Pentilentetrazolo: la somministrazione di carnitina in pazienti che assumono pentilentetrazolo ne può esacerbare gli effetti avversi (Herink, 1996).

Pivampicillina: la co-somministrazione con carnitina aumenta l’escrezione di pivalato come pivaloil-carnitina determinando uno spostamento dell’utilizzo dei carboidrati come fonte di energia a scapito degli acidi grassi (riduzione del processo di beta-ossidazione degli acidi grassi). Clinicamente questo si evidenzia con l’aumento del quoziente respiratorio metabolico a riposo (Melegh et al., 1997). Il quoziente respiratorio metabolico è un parametro che permette di sapere quale fonte di nutriente è utilizzata per fornire energia alla cellula ed è dato dal rapporto fra CO2 prodotta e O2 consumato nel processo di metabolizzazione del nutriente (lipidi, carboidrati, proteine). Se il nutriente è un carboidrato il quoziente respiratorio è pari a 1; se il nutriente è un lipide (grasso), il quoziente respiratorio oscilla attorno al valore 0,7.

Sulfadiazina, pirimetamina: in un paziente trattato con sulfadiazina e pirimetamina sono stati segnalati iperammonemia e deficit di carnitina (Sekas, Paul, 1993).

Vitamina C: poichè la vitamina C costituisce uno dei cofattori della sintesi endogena di carnitina, una sua carenza potrebbe influenzare negativamente la disponibilità di carnitina (Johnston et al., 1996).

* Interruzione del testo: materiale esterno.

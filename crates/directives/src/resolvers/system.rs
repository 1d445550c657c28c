use flagline_core::request::GenerationRequest;

use crate::ResolveError;
use crate::names;
use crate::resolver::Resolver;
use crate::scanner::Directive;

const NAMES: &[&str] = &["-system", "-s"];

/// `-system <text>` replaces the system message for this turn only.
pub struct SystemResolver;

impl Resolver for SystemResolver {
    fn name(&self) -> &str {
        "-system"
    }

    fn can_handle(&self, directive: &Directive) -> bool {
        names::matches_any(&directive.name, NAMES)
    }

    fn resolve(&self, request: &mut GenerationRequest, directive: &mut Directive) -> Result<(), ResolveError> {
        request.system.replace(directive.value.clone());
        Ok(())
    }
}

#[cfg(test)]
mod tests {
    use super::*;
    use flagline_core::request::GenerationDefaults;
    use flagline_core::system::ContextStatus;

    #[test]
    fn replaces_system_without_touching_context() {
        let mut req = GenerationRequest::from_defaults(&GenerationDefaults::default(), "");
        let mut d = Directive::new("-S", "\"Hello.\"");
        assert!(SystemResolver.can_handle(&d));
        SystemResolver.resolve(&mut req, &mut d).unwrap();
        assert_eq!(req.system.build("preamble"), "Hello.");
        assert!(req.system.is_modified());
        assert_eq!(req.system.context_status(), ContextStatus::None);
    }
}
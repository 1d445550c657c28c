//! Model catalog: canonical model names and their shorthand aliases.

use serde::{Deserialize, Serialize};

use crate::error::{Error, Result};

/// A canonical model name plus the aliases users may type instead.
#[derive(Debug, Clone, PartialEq, Eq, Serialize, Deserialize)]
pub struct ModelInfo {
    pub name: String,

    #[serde(default)]
    pub aliases: Vec<String>,
}

impl ModelInfo {
    pub fn new(name: impl Into<String>, aliases: &[&str]) -> Self {
        Self {
            name: name.into(),
            aliases: aliases.iter().map(|a| a.to_string()).collect(),
        }
    }

    /// Case-insensitive match against the name or any alias.
    pub fn matches(&self, word: &str) -> bool {
        self.name.eq_ignore_ascii_case(word) || self.aliases.iter().any(|a| a.eq_ignore_ascii_case(word))
    }
}

/// An ordered, non-empty list of models. The first entry is the fallback.
#[derive(Debug, Clone, PartialEq, Eq)]
pub struct ModelCatalog {
    models: Vec<ModelInfo>,
}

impl ModelCatalog {
    pub fn new(models: Vec<ModelInfo>) -> Result<Self> {
        if models.is_empty() {
            return Err(Error::Config {
                message: "model catalog must contain at least one model".into(),
            });
        }
        Ok(Self { models })
    }

    /// First model whose name or alias matches `word`.
    pub fn find(&self, word: &str) -> Option<&ModelInfo> {
        self.models.iter().find(|m| m.matches(word))
    }

    /// Whether `name` is exactly one of the canonical names.
    pub fn is_canonical(&self, name: &str) -> bool {
        self.models.iter().any(|m| m.name == name)
    }

    pub fn default_model(&self) -> &ModelInfo {
        &self.models[0]
    }

    pub fn models(&self) -> &[ModelInfo] {
        &self.models
    }
}
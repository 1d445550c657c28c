//! Tool catalog seam: the externally discovered tools a request may attach.
//!
//! Discovery of callable tools happens outside this workspace; the engine
//! only reads descriptors through [`ToolCatalog`].

use serde::{Deserialize, Serialize};

use crate::error::ToolCatalogError;

/// A tool the completion backend can be offered.
#[derive(Debug, Clone, PartialEq, Serialize, Deserialize)]
pub struct ToolDescriptor {
    /// The tool name
    pub name: String,

    /// Alternative spellings users may request it by
    #[serde(default)]
    pub aliases: Vec<String>,

    /// Description of what the tool does
    #[serde(default)]
    pub description: String,

    /// Attach this tool even when not requested
    #[serde(default)]
    pub enabled_by_default: bool,

    /// JSON Schema describing the tool's parameters
    #[serde(default = "empty_schema")]
    pub parameters: serde_json::Value,
}

fn empty_schema() -> serde_json::Value {
    serde_json::json!({ "type": "object", "properties": {} })
}

impl ToolDescriptor {
    pub fn new(name: impl Into<String>, aliases: &[&str]) -> Self {
        Self {
            name: name.into(),
            aliases: aliases.iter().map(|a| a.to_string()).collect(),
            description: String::new(),
            enabled_by_default: false,
            parameters: empty_schema(),
        }
    }

    pub fn enabled_by_default(mut self) -> Self {
        self.enabled_by_default = true;
        self
    }
}

/// Read-only source of tool descriptors.
pub trait ToolCatalog: Send + Sync {
    fn list(&self) -> Result<Vec<ToolDescriptor>, ToolCatalogError>;
}

/// A catalog backed by a fixed list (typically from configuration).
#[derive(Debug, Clone, Default)]
pub struct StaticToolCatalog {
    tools: Vec<ToolDescriptor>,
}

impl StaticToolCatalog {
    pub fn new(tools: Vec<ToolDescriptor>) -> Self {
        Self { tools }
    }

    pub fn len(&self) -> usize {
        self.tools.len()
    }

    pub fn is_empty(&self) -> bool {
        self.tools.is_empty()
    }
}

impl ToolCatalog for StaticToolCatalog {
    fn list(&self) -> Result<Vec<ToolDescriptor>, ToolCatalogError> {
        Ok(self.tools.clone())
    }
}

Vitamina B2: la supplementazione con vitamina B2 (riboflavina) è risultata efficace nel ripristinare i livelli plasmatici di carnitina libera e nel risolvere la sintomatologia neuropsichiatrica comparsa in una giovane paziente in seguito ad alterazione del processo di beta ossidazione mitocondriale (Triggs et al., 1992).

Zidovudina (azidotimidina): la zidovudina può provocare, come effetto avverso, una miopatia caratterizzata da deplezione del DNA mitocondriale, difetti enzimatici della catena respiratoria e accumulo di lipidi nel citoplasma cellulare. In vitro, la carnitina è risultata efficace nel prevenire la distruzione del miotubulo, l’accumulo di lipidi e le deformazioni mitocondriali indotte dall’antivirale (Semino-Mora et al., 1994).